[Dataset entries]
#####

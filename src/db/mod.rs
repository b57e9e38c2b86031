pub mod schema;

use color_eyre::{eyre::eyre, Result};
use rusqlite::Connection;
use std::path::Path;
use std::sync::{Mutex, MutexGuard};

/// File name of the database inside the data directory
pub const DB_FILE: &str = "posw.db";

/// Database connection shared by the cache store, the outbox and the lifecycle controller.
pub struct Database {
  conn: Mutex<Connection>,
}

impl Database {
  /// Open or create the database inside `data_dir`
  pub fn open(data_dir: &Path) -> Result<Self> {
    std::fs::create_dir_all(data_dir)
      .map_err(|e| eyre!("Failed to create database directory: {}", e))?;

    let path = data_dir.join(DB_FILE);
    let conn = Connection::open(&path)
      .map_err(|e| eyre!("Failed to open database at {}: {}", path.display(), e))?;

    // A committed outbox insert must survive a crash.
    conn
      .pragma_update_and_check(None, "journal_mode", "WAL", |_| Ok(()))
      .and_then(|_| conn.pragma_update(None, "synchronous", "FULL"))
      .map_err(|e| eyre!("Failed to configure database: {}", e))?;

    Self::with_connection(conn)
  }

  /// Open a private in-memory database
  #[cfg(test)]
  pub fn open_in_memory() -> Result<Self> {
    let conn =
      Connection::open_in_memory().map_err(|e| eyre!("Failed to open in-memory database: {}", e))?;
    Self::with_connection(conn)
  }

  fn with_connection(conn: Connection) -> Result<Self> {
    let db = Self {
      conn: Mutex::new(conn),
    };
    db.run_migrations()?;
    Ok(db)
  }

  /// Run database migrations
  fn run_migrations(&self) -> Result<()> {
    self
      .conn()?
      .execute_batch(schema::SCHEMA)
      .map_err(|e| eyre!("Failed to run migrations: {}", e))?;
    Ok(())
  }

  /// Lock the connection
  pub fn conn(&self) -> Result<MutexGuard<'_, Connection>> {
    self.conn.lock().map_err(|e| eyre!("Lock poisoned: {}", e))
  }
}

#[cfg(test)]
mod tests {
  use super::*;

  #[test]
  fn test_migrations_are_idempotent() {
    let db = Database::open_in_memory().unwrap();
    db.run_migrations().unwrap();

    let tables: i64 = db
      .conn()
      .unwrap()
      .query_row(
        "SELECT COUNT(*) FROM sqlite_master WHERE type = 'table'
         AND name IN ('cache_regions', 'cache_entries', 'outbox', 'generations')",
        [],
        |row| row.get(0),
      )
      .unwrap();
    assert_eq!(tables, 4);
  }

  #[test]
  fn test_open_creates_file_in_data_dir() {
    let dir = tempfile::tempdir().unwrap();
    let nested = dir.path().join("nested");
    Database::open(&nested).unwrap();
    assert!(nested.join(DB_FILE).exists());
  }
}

#####

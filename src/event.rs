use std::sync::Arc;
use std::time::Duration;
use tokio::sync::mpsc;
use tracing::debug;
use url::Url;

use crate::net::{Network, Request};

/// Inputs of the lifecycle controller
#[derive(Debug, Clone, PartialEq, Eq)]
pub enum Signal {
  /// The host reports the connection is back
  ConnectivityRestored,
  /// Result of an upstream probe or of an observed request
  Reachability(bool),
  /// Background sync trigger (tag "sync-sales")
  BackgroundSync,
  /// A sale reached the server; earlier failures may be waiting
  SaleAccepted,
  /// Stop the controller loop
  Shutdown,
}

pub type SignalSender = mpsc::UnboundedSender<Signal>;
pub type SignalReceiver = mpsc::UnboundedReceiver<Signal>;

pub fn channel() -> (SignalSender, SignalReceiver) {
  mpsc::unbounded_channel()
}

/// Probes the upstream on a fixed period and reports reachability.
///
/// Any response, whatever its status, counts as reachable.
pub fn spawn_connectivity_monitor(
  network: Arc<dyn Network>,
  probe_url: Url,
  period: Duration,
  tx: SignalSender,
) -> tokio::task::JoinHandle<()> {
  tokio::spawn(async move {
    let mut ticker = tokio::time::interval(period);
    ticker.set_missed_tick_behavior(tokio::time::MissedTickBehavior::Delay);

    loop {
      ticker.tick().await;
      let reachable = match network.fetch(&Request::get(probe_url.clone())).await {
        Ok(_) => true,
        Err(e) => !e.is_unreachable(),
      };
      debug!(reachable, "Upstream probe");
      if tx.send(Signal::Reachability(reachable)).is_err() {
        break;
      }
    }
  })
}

#####

[WHAT THIS TASK INVOLVES] Filter the records above for lines containing the word "type", and copy those lines.

[WRITTEN ANSWER]
        "SELECT COUNT(*) FROM sqlite_master WHERE type = 'table'
pub type SignalSender = mpsc::UnboundedSender<Signal>;
pub type SignalReceiver = mpsc::UnboundedReceiver<Signal>;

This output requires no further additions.